Tu quittes son appartement plus tard en te sentant pas réparé, mais moins fantôme.
De retour chez toi, tu rouvres Grindr et tu regardes ton profil. La photo du toi d'avant l'apocalypse te fixe encore, mais elle semble moins frauduleuse. Cet homme-là n'a pas disparu. Il a juste été nerfé.
Tu commences enfin à modifier.
Âge : mettre le vrai chiffre. Brutal mais nécessaire.
Poids : baisser un peu.
Type de corps : retirer discrètement « Tonique », choisir « Moyen », tenir de petites funérailles privées.
Tribus : tu cherches « sportif (émérite) » et tu te rabats sur « sobre ».
Tu déplaces la ligne « Le cribbage avant le sexe » à la fin et tu ajoutes une phrase.
« Stable depuis peu, drôle de façon morbide, ouvert au café, aux câlins, et aux gens qui savent que la vie n'est pas un arc bien tracé. »
Tu hésites. Tu es à deux doigts d'effacer « stable depuis peu ». Tu ne veux pas inviter des questions auxquelles tu n'es pas prêt à répondre.

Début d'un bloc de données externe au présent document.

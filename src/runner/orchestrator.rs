//! Dependency-ordered concurrent task execution.
//!
//! The [`Orchestrator`] owns every task of a run. It builds a
//! [`DependencyGraph`] from the declared dependencies, submits ready tasks
//! to a [`WorkerPool`], and applies completions one at a time on the calling
//! thread. Workers never touch the graph; they only report a
//! [`Completion`] over a channel shared by the whole run.

use std::collections::HashMap;
use std::fmt;
use std::sync::Arc;
use std::time::{Duration, Instant};

use crossbeam_channel::{unbounded, Sender};
use serde::{Deserialize, Serialize};
use tracing::{debug, warn};

use crate::error::{ConductorError, Result};
use crate::tasks::{ExecutionResult, Severity, Task};
use crate::ui::format_duration;

use super::context::RunContext;
use super::dependency::{DependencyGraph, EdgeInsertion};
use super::pool::WorkerPool;
use super::worker::{Completion, Worker};

/// Run-wide policy deciding which outcomes stop new submissions.
#[derive(Debug, Clone, Copy, PartialEq, Eq, Default, Serialize, Deserialize, clap::ValueEnum)]
#[serde(rename_all = "kebab-case")]
pub enum ExecutionMode {
    /// Any error, critical or not, stops new submissions.
    #[default]
    FailOnAnyError,
    /// Only critical errors stop new submissions.
    FailOnCriticalErrorOnly,
}

impl fmt::Display for ExecutionMode {
    fn fmt(&self, f: &mut fmt::Formatter<'_>) -> fmt::Result {
        let s = match self {
            ExecutionMode::FailOnAnyError => "fail-on-any-error",
            ExecutionMode::FailOnCriticalErrorOnly => "fail-on-critical-error-only",
        };
        write!(f, "{}", s)
    }
}

/// Outcome of one executed task.
#[derive(Debug, Clone)]
pub struct TaskOutcome {
    pub name: String,
    pub result: ExecutionResult,
    pub duration: Duration,
}

/// Result of [`Orchestrator::execute_tasks`].
#[derive(Debug, Clone)]
pub struct RunReport {
    /// Executed tasks, in completion order.
    pub outcomes: Vec<TaskOutcome>,
    /// Tasks never submitted because the run failed first, sorted.
    pub not_started: Vec<String>,
    /// Total duration of the run.
    pub duration: Duration,
    /// Whether no fatal outcome was observed.
    pub success: bool,
}

impl RunReport {
    /// Process exit status for this run.
    pub fn exit_code(&self) -> i32 {
        if self.success {
            0
        } else {
            1
        }
    }

    /// Outcome of the named task, if it ran.
    pub fn outcome(&self, name: &str) -> Option<&TaskOutcome> {
        self.outcomes.iter().find(|o| o.name == name)
    }

    /// Executed task names, in completion order.
    pub fn executed(&self) -> Vec<&str> {
        self.outcomes.iter().map(|o| o.name.as_str()).collect()
    }

    /// Number of executed tasks whose highest severity is `severity`.
    pub fn count(&self, severity: Severity) -> usize {
        self.outcomes
            .iter()
            .filter(|o| o.result.severity() == severity)
            .count()
    }

    /// Executed tasks that raised at least a warning.
    pub fn warnings(&self) -> Vec<&TaskOutcome> {
        self.outcomes
            .iter()
            .filter(|o| o.result.has_warning())
            .collect()
    }
}

/// Owns the tasks of a run and schedules them.
pub struct Orchestrator {
    tasks: HashMap<String, Arc<dyn Task>>,
    graph: DependencyGraph,
    context: Arc<RunContext>,
    workers: usize,
}

impl Orchestrator {
    /// Create an orchestrator running at most `workers` tasks at once.
    pub fn new(context: RunContext, workers: usize) -> Self {
        Self::with_shared_context(Arc::new(context), workers)
    }

    /// Create an orchestrator logging to an already shared context.
    pub fn with_shared_context(context: Arc<RunContext>, workers: usize) -> Self {
        Self {
            tasks: HashMap::new(),
            graph: DependencyGraph::new(),
            context,
            workers: workers.max(1),
        }
    }

    /// Register a task. Names must be unique.
    pub fn add_task<T: Task + 'static>(&mut self, task: T) -> Result<()> {
        self.insert(Arc::new(task))
    }

    /// Register an already boxed task.
    pub fn add_boxed_task(&mut self, task: Box<dyn Task>) -> Result<()> {
        self.insert(Arc::from(task))
    }

    fn insert(&mut self, task: Arc<dyn Task>) -> Result<()> {
        let name = task.name().to_string();
        if self.tasks.contains_key(&name) {
            return Err(ConductorError::DuplicateTask { name });
        }
        self.tasks.insert(name, task);
        Ok(())
    }

    /// Registered task names, sorted.
    pub fn task_names(&self) -> Vec<String> {
        let mut names: Vec<String> = self.tasks.keys().cloned().collect();
        names.sort();
        names
    }

    pub fn len(&self) -> usize {
        self.tasks.len()
    }

    pub fn is_empty(&self) -> bool {
        self.tasks.is_empty()
    }

    pub fn workers(&self) -> usize {
        self.workers
    }

    pub fn context(&self) -> &Arc<RunContext> {
        &self.context
    }

    /// Current dependency graph (empty until [`Orchestrator::build_graph`]).
    pub fn graph(&self) -> &DependencyGraph {
        &self.graph
    }

    /// Rebuild the dependency graph from the registered tasks.
    ///
    /// Dependencies on unregistered names are ignored. A dependency that
    /// would close a cycle, or a task depending on itself, is an error.
    pub fn build_graph(&mut self) -> Result<()> {
        let mut graph = DependencyGraph::new();
        let names = self.task_names();

        for name in &names {
            graph.add_node(name);
        }

        for name in &names {
            let task = &self.tasks[name];
            for dependency in task.depends_on() {
                if !self.tasks.contains_key(dependency) {
                    debug!(
                        "Ignoring dependency of '{}' on unregistered task '{}'",
                        name, dependency
                    );
                    continue;
                }

                match graph.add_edge(dependency, name) {
                    EdgeInsertion::Added | EdgeInsertion::AlreadyExists => {}
                    EdgeInsertion::IntroducesCycle => {
                        return Err(ConductorError::CircularDependency {
                            from: dependency.clone(),
                            to: name.clone(),
                        });
                    }
                    EdgeInsertion::SelfEdgeRejected => {
                        return Err(ConductorError::SelfDependency { name: name.clone() });
                    }
                }
            }
        }

        self.graph = graph;
        Ok(())
    }

    /// Whether `name` is in the graph with no unfinished prerequisites.
    pub fn is_ready(&self, name: &str) -> bool {
        self.graph.in_edges(name).is_some_and(|edges| edges.is_empty())
    }

    /// Run every task in dependency order.
    ///
    /// Graph construction errors are returned before any task starts. Once
    /// a fatal outcome is observed under `mode`, no new task is submitted;
    /// tasks already running are allowed to finish.
    pub fn execute_tasks(&mut self, mode: ExecutionMode) -> Result<RunReport> {
        let start = Instant::now();
        self.context.write_line(&format!(
            "Run started: {} task(s), {} worker(s), {}",
            self.tasks.len(),
            self.workers,
            mode
        ));

        if let Err(e) = self.build_graph() {
            self.context.write_line(&format!("Run failed: {}", e));
            return Err(e);
        }

        let pool = WorkerPool::new(self.workers)?;
        let (tx, rx) = unbounded::<Completion>();

        let mut outstanding = 0usize;
        for name in self.graph.roots() {
            if self.submit(&pool, &name, &tx) {
                outstanding += 1;
            }
        }

        let mut failed = false;
        let mut outcomes = Vec::with_capacity(self.tasks.len());

        while outstanding > 0 {
            let completion = rx
                .recv()
                .map_err(|_| ConductorError::WorkerDisconnected { outstanding })?;
            outstanding -= 1;

            let dependents = self
                .graph
                .out_edges(&completion.name)
                .map(<[String]>::to_vec)
                .unwrap_or_default();
            self.graph.remove_node(&completion.name);

            if completion.result.is_fatal(mode) && !failed {
                warn!(
                    "Task '{}' failed ({}); no further tasks will be started",
                    completion.name, completion.result
                );
                failed = true;
            }

            if !failed {
                for dependent in dependents {
                    if self.is_ready(&dependent) && self.submit(&pool, &dependent, &tx) {
                        outstanding += 1;
                    }
                }
            }

            outcomes.push(TaskOutcome {
                name: completion.name,
                result: completion.result,
                duration: completion.duration,
            });
        }

        drop(pool);

        let not_started = self.graph.nodes();
        let duration = start.elapsed();
        let success = !failed;

        if success {
            self.context.write_line(&format!(
                "Run finished successfully in {}",
                format_duration(duration)
            ));
        } else {
            self.context.write_line(&format!(
                "Run failed after {} ({} task(s) not started)",
                format_duration(duration),
                not_started.len()
            ));
        }

        Ok(RunReport {
            outcomes,
            not_started,
            duration,
            success,
        })
    }

    fn submit(&self, pool: &WorkerPool, name: &str, completions: &Sender<Completion>) -> bool {
        let Some(task) = self.tasks.get(name) else {
            return false;
        };

        debug!("Submitting task '{}'", name);
        let worker = Worker::new(
            name,
            Arc::clone(task),
            Arc::clone(&self.context),
            completions.clone(),
        );
        pool.submit(move || worker.run());
        true
    }
}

Mais c'est ce qui se rapproche le plus de l'honnêteté sans remettre ton dossier médical.
Tu enregistres.
Ton profil descend de quelques crans sur l'échelle de la soif de l'algorithme. Ça va. Tu ne recrutes plus pour ton propre système pyramidal.
Un nouveau message apparaît. « "Stable depuis peu" pareil 😂 »
Tu ouvres son profil. Assez cute, mi-trentaine, bio qui dit « anxieux mais correct ». Tu ressens une parenté immédiate et stupide.
Tu réponds : « Félicitations d'avoir survécu. »
Il répond : « toi aussi. tu veux qu'on soit modérément malaisants ensemble un de ces jours? »
Tu souris.
Tu n'es plus l'homme en camisole rose. Tu es le gars sur son divan, téléphone à la main, qui laisse des inconnus voir une vérité un peu bosselée. Encore seul. Encore en reconstruction. Encore incertain d'où sa libido est partie ou quand elle prévoit revenir.
Mais tu es là. Sur la grille. Dans le désordre. À laisser les gens rencontrer la version bêta de toi plutôt que le montage promotionnel.